Superpower came about through Taylor’s relationship with producer Sergei Bespalov and started out as a lighter look at how Ukrainian comic Volodymyr Zelensky became president after playing the role on TV. Penn got involved and the tone shifted dramatically when war with Russia became inevitable. Fifth Season co-financed with Vice Studios, which brought production infrastructure and global news and security expertise.

Iwashina has worked on hundreds of documentaries. The former agent co-founded the production, finance and sales company Preferred Content with Ross Dinerstein in 2010 and was brought on to Endeavor Content (as it was then called) by Taylor when it launched in 2017. He ran the documentary department with Liesl Copland and assumed sole oversight in February 2021 when Copland departed for Participant.

Kevin Iwashina

Source: Fifth Season Documentary

Kevin Iwashina

When Fifth Season, which is majority-owned by CJ ENM, assembles a documentary, the team does not dwell initially on the binary theatrical/­streaming calculation — it considers the subject, the suitability of the filmmaker and the audience. Iwashina says both Berlin titles have broad appeal and could work across different formats.

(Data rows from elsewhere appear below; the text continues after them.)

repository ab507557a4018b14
use leptos::prelude::*;

/// 404 fallback page.
#[component]
pub fn NotFound() -> impl IntoView {
	view! {
		<div class="not-found">
			<h1>"404"</h1>
			<p>"This page does not exist."</p>
			<a href="/">"Back to the editor"</a>
		</div>
	}
}
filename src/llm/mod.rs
pub mod client;
pub mod tools;
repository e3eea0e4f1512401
//! 页面会话状态：对话历史与提交状态机，只保存在内存中

use chrono::{DateTime, Local};
use serde::Serialize;
use uuid::Uuid;

use crate::research::ResearchOutcome;
use crate::types::SearchResult;

#[derive(Debug, Clone, Copy, PartialEq, Eq, Serialize)]
#[serde(rename_all = "snake_case")]
pub enum Role {
    User,
    Assistant,
}

/// 对话历史中的一条消息
#[derive(Debug, Clone, Serialize)]
pub struct ChatMessage {
    pub id: Uuid,
    pub role: Role,
    pub timestamp: DateTime<Local>,
    /// 用户的问题原文，或助手回复的Markdown
    pub content: String,
    /// 报告来源的模式标签，只有助手的报告消息才有
    pub mode: Option<&'static str>,
    pub citations: Vec<SearchResult>,
    pub is_error: bool,
}

impl ChatMessage {
    fn new(role: Role, content: impl Into<String>) -> Self {
        Self {
            id: Uuid::new_v4(),
            role,
            timestamp: Local::now(),
            content: content.into(),
            mode: None,
            citations: Vec::new(),
            is_error: false,
        }
    }

    pub fn question(text: impl Into<String>) -> Self {
        Self::new(Role::User, text)
    }

    pub fn report(outcome: &ResearchOutcome) -> Self {
        let report = outcome.report();
        // 引用单独展示
        let mut message = Self::new(Role::Assistant, report.to_markdown(false));
        message.mode = Some(outcome.mode_label());
        message.citations = report.citations.clone();
        message
    }

    pub fn error(text: impl Into<String>) -> Self {
        let mut message = Self::new(Role::Assistant, text);
        message.is_error = true;
        message
    }
}

/// 对话历史与统计
#[derive(Debug, Default)]
pub struct ChatHistory {
    messages: Vec<ChatMessage>,
    research_count: usize,
}

impl ChatHistory {
    pub fn messages(&self) -> &[ChatMessage] {
        &self.messages
    }

    pub fn len(&self) -> usize {
        self.messages.len()
    }

    pub fn is_empty(&self) -> bool {
        self.messages.is_empty()
    }

    /// 已完成的调研次数
    pub fn research_count(&self) -> usize {
        self.research_count
    }

    pub fn push_question(&mut self, text: impl Into<String>) {
        self.messages.push(ChatMessage::question(text));
    }

    pub fn push_outcome(&mut self, outcome: &ResearchOutcome) {
        self.messages.push(ChatMessage::report(outcome));
        self.research_count += 1;
    }

    pub fn push_error(&mut self, text: impl Into<String>) {
        self.messages.push(ChatMessage::error(text));
    }

    pub fn clear(&mut self) {
        self.messages.clear();
        self.research_count = 0;
    }
}

/// 提交状态机
///
/// `Idle -> Submitted -> (RunningPipeline | RunningFallback) -> Rendered -> Idle`，
/// 页面展示过结果后回到`Idle`。
#[derive(Debug, Clone, Copy, PartialEq, Eq, Default, Serialize)]
#[serde(rename_all = "snake_case")]
pub enum SubmissionPhase {
    #[default]
    Idle,
    Submitted,
    RunningPipeline,
    RunningFallback,
    Rendered,
}

impl SubmissionPhase {
    /// 忙碌提示文本
    pub fn label(&self) -> &'static str {
        match self {
            SubmissionPhase::Idle => "Ready",
            SubmissionPhase::Submitted => "📝 Preparing research...",
            SubmissionPhase::RunningPipeline => "🤖 AI agents are researching...",
            SubmissionPhase::RunningFallback => "🔍 Searching the web...",
            SubmissionPhase::Rendered => "✅ Research completed!",
        }
    }

    pub fn is_busy(&self) -> bool {
        matches!(
            self,
            SubmissionPhase::Submitted
                | SubmissionPhase::RunningPipeline
                | SubmissionPhase::RunningFallback
        )
    }
}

Festivals will always be important in building awareness for acquisition titles and films with distribution, the executive notes.

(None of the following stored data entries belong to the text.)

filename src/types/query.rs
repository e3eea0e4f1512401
use serde::{Serialize, Serializer};
use thiserror::Error;

/// 单个研究问题允许的最大字符数
pub const MAX_QUERY_CHARS: usize = 1000;

/// 用户输入的研究问题，构造时保证非空
#[derive(Debug, Clone, PartialEq, Eq)]
pub struct Query(String);

#[derive(Debug, Error, PartialEq, Eq)]
pub enum QueryError {
    #[error("Query is empty")]
    Empty,
    #[error("Query is too long ({0} characters, at most {MAX_QUERY_CHARS} allowed)")]
    TooLong(usize),
}

impl Query {
    /// 校验并规范化用户输入，去除首尾空白
    pub fn parse(raw: &str) -> Result<Self, QueryError> {
        let trimmed = raw.trim();
        if trimmed.is_empty() {
            return Err(QueryError::Empty);
        }

        let chars = trimmed.chars().count();
        if chars > MAX_QUERY_CHARS {
            return Err(QueryError::TooLong(chars));
        }

        Ok(Self(trimmed.to_string()))
    }

    pub fn as_str(&self) -> &str {
        &self.0
    }
}

impl std::fmt::Display for Query {
    fn fmt(&self, f: &mut std::fmt::Formatter<'_>) -> std::fmt::Result {
        f.write_str(&self.0)
    }
}

impl Serialize for Query {
    fn serialize<S: Serializer>(&self, serializer: S) -> Result<S::Ok, S::Error> {
        serializer.serialize_str(&self.0)
    }
}

#[cfg(test)]
mod tests {
    use super::*;

    #[test]
    fn test_query_is_trimmed() {
        let query = Query::parse("  What is quantum computing?\n").unwrap();
        assert_eq!(query.as_str(), "What is quantum computing?");
    }

    #[test]
    fn test_empty_and_whitespace_rejected() {
        assert_eq!(Query::parse(""), Err(QueryError::Empty));
        assert_eq!(Query::parse(" \t\n "), Err(QueryError::Empty));
    }

    #[test]
    fn test_too_long_rejected() {
        let raw = "a".repeat(MAX_QUERY_CHARS + 1);
        assert_eq!(
            Query::parse(&raw),
            Err(QueryError::TooLong(MAX_QUERY_CHARS + 1))
        );
        assert!(Query::parse(&"a".repeat(MAX_QUERY_CHARS)).is_ok());
    }
}
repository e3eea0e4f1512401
use tracing_subscriber::EnvFilter;

use crate::config::Settings;

/// 根据配置计算默认日志过滤规则，`RUST_LOG`存在时以其为准
pub fn default_filter(settings: &Settings) -> String {
    let level = if settings.debug {
        "debug"
    } else if settings.verbose {
        "info"
    } else {
        "warn"
    };
    format!("research_assistant={},tower_http={}", level, level)
}

/// 初始化日志
pub fn init_logging(settings: &Settings) {
    let filter = EnvFilter::try_from_default_env()
        .unwrap_or_else(|_| EnvFilter::new(default_filter(settings)));

    // 测试中可能被重复初始化，忽略已安装的订阅者
    let _ = tracing_subscriber::fmt().with_env_filter(filter).try_init();
}

#[cfg(test)]
mod tests {
    use super::*;

    #[test]
    fn test_default_filter_follows_flags() {
        let verbose = Settings::default();
        assert_eq!(
            default_filter(&verbose),
            "research_assistant=info,tower_http=info"
        );

        let quiet = Settings {
            verbose: false,
            ..Default::default()
        };
        assert_eq!(
            default_filter(&quiet),
            "research_assistant=warn,tower_http=warn"
        );

        let debug = Settings {
            verbose: false,
            debug: true,
            ..Default::default()
        };
        assert!(default_filter(&debug).starts_with("research_assistant=debug"));
    }
}
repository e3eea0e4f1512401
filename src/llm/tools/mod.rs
pub mod web_search;
use clap::Parser;

/// Research Assistant - 基于多智能体的AI调研助手
#[derive(Parser, Debug)]
#[command(name = "research-assistant")]
#[command(
    about = "AI research assistant: a web page that answers questions with a crew of research agents, falling back to plain web search results when no language model is available."
)]
#[command(version)]
pub struct Args {
    /// 监听地址
    #[arg(long, default_value = "127.0.0.1")]
    pub host: String,

    /// 监听端口
    #[arg(short, long, default_value_t = 8501)]
    pub port: u16,
}

impl Args {
    /// 服务监听地址
    pub fn bind_address(&self) -> String {
        format!("{}:{}", self.host, self.port)
    }
}
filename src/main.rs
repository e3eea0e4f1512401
use anyhow::{Context, Result};
use clap::Parser;
use std::sync::Arc;
use tracing::{info, warn};

use research_assistant::cli::Args;
use research_assistant::config::Settings;
use research_assistant::logging::init_logging;
use research_assistant::pipeline::CrewPipelineFactory;
use research_assistant::research::ResearchService;
use research_assistant::search::DuckDuckGoSearch;
use research_assistant::web::{AppState, create_app};

#[tokio::main]
async fn main() -> Result<()> {
    let args = Args::parse();

    dotenvy::dotenv().ok();
    let settings = Arc::new(Settings::from_env());
    init_logging(&settings);

    if !settings.has_openai_key() {
        warn!(
            "⚠️ OPENAI_API_KEY 未设置，将尝试使用本地模型 {} ({})，不可用时降级为搜索结果报告",
            settings.ollama_model, settings.ollama_host
        );
    }

    let search = Arc::new(DuckDuckGoSearch::new(&settings));
    let factory = Arc::new(CrewPipelineFactory::new(search.clone()));
    let service = ResearchService::new(settings.clone(), search, factory);
    let app = create_app(AppState::new(service));

    let address = args.bind_address();
    let listener = tokio::net::TcpListener::bind(&address)
        .await
        .with_context(|| format!("无法监听地址 {}", address))?;

    info!("🚀 AI Research Assistant 已启动: http://{}", address);
    axum::serve(listener, app).await?;

    Ok(())
}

Off-­festival deals and auctions play a key role too — however, Berlin fit the bill this year. “It’s not just about one doc for one buyer, but asking what are the opportunities knowing that we’re going to have territorial buyers,” he adds.

After Germany, Iwashina heads to SXSW for the premiere of Fifth Season’s Being Mary Tyler Moore, which it sold to HBO. Fifth Season Documentary is in production or post on at least a dozen feature documentaries and docuseries and Iwashina estimates that roughly three-quarters of the projects made by his division are features. “When you look at a limited series,” he says, “more used to be more and now less is more.”

Increasingly, he notes, the documentary arena is seen as a creative space for narrative filmmakers, such as Doug Liman (the tentpole director of Mr. & Mrs. Smith who shot last month’s surprise Sundance film Justice, about controversial Supreme Court judge Brett Kavanaugh) and longtime collaborators Christine Vachon and Todd Haynes (Cannes 2021 entry The Velvet Underground). Theresa Steele Page and Tim Headington’s Ley Line are active in the space and New Regency and Black Bear have set up documentary joint venture Double Agent.

“Creativity is trumping the algorithm and there’s no formula for human creativity,” says Iwashina. “That’s why these docs can become so impactful, because nothing is manufactured.”